▸ Problem to solve:
Which of the lines in the records below hold the string "filename"? Copy every one of them.

* * * * *

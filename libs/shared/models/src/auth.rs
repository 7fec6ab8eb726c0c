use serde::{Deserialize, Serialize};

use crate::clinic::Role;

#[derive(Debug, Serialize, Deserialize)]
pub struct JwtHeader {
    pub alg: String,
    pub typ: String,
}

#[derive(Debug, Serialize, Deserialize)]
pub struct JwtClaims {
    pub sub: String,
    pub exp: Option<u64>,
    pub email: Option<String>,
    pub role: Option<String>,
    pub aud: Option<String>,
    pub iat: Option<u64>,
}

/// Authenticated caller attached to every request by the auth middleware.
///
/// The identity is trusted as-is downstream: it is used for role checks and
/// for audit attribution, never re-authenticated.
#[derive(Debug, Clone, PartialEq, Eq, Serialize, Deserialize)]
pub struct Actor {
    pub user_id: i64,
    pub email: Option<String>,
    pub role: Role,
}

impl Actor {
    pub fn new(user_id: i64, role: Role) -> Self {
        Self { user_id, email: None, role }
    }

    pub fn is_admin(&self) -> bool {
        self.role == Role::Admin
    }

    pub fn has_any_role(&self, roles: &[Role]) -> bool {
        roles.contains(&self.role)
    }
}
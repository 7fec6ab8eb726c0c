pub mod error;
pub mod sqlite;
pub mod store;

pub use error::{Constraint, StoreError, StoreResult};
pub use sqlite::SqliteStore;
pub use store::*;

* * * * *

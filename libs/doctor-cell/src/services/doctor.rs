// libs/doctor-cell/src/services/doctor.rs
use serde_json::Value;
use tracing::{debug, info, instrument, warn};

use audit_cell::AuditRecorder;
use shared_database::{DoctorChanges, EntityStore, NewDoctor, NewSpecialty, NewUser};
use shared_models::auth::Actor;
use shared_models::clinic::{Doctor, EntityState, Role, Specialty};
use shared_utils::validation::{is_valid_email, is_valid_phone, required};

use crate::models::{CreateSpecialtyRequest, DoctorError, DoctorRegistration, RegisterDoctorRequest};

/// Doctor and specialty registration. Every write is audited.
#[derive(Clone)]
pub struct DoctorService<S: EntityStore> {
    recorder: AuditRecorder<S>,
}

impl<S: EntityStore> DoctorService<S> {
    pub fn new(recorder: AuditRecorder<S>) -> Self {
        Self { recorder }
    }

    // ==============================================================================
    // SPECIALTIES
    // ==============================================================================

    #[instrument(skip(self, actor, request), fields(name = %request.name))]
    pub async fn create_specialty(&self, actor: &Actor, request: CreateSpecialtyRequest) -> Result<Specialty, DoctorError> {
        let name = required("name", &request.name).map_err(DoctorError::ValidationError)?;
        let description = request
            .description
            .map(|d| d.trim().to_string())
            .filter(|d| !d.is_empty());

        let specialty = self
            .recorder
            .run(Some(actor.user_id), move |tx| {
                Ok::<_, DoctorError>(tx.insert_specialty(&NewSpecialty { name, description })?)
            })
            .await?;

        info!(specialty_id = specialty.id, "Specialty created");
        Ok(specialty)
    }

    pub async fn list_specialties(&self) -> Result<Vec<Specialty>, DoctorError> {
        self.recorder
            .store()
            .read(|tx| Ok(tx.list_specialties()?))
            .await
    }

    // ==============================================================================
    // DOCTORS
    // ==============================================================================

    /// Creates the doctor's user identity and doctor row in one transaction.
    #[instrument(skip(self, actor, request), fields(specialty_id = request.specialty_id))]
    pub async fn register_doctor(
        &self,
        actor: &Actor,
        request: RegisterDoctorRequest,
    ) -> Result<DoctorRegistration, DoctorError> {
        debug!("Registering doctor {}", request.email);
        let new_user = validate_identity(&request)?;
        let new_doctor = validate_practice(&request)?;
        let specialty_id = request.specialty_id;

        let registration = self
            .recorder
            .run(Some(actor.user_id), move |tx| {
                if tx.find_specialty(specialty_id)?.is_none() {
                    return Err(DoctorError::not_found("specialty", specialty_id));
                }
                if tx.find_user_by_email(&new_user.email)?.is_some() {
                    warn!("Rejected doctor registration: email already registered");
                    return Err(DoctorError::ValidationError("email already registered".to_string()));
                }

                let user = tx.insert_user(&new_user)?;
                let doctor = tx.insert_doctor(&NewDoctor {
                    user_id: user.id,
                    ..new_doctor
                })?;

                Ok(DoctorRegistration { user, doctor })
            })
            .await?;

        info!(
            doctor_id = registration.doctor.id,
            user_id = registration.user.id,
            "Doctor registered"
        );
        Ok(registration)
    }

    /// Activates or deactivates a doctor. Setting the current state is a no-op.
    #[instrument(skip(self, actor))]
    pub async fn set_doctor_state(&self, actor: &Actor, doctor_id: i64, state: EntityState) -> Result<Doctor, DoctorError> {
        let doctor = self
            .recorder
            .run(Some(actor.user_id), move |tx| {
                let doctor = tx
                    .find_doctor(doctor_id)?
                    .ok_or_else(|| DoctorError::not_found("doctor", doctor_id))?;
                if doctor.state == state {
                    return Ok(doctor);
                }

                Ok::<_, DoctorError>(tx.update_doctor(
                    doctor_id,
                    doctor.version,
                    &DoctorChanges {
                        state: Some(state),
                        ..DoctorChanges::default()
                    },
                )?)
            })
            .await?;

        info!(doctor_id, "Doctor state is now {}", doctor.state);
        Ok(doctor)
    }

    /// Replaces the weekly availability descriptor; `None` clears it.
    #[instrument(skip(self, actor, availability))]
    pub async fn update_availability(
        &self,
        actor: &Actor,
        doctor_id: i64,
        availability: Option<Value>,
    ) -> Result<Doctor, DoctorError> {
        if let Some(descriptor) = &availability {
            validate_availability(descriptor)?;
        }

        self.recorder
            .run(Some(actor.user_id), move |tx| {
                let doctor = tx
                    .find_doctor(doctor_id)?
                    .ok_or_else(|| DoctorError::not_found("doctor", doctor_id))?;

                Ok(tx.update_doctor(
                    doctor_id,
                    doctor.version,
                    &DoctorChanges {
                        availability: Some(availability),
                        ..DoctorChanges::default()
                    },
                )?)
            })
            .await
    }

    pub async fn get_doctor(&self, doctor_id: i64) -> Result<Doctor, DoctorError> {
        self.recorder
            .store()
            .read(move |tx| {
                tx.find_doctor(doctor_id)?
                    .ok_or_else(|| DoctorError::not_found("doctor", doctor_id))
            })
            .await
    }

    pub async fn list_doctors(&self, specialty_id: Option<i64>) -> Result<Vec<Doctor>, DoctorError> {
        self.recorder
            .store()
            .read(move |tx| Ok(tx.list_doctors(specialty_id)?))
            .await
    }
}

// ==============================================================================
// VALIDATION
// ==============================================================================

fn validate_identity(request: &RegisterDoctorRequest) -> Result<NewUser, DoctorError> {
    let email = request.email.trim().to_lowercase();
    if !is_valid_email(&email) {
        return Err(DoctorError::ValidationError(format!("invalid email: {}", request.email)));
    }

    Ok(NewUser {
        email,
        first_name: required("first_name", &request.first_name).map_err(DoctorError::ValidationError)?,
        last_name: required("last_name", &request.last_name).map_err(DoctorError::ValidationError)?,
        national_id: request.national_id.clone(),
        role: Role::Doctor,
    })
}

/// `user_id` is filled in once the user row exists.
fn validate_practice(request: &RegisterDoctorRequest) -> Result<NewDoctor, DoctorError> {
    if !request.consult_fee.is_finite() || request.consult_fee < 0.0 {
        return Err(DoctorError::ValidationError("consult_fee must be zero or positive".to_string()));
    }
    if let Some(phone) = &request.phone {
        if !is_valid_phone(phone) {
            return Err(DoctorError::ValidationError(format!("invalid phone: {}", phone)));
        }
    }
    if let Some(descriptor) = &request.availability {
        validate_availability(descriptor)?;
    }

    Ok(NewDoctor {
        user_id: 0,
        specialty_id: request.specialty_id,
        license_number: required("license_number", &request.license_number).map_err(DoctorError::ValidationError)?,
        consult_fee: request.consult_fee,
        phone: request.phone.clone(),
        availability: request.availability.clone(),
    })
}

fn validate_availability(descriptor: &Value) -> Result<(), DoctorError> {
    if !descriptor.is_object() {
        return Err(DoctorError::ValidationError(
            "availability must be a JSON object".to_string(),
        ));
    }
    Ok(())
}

* * * * *

▸ Answer to the exercise:
filename libs/shared/models/src/auth.rs
filename libs/doctor-cell/src/services/doctor.rs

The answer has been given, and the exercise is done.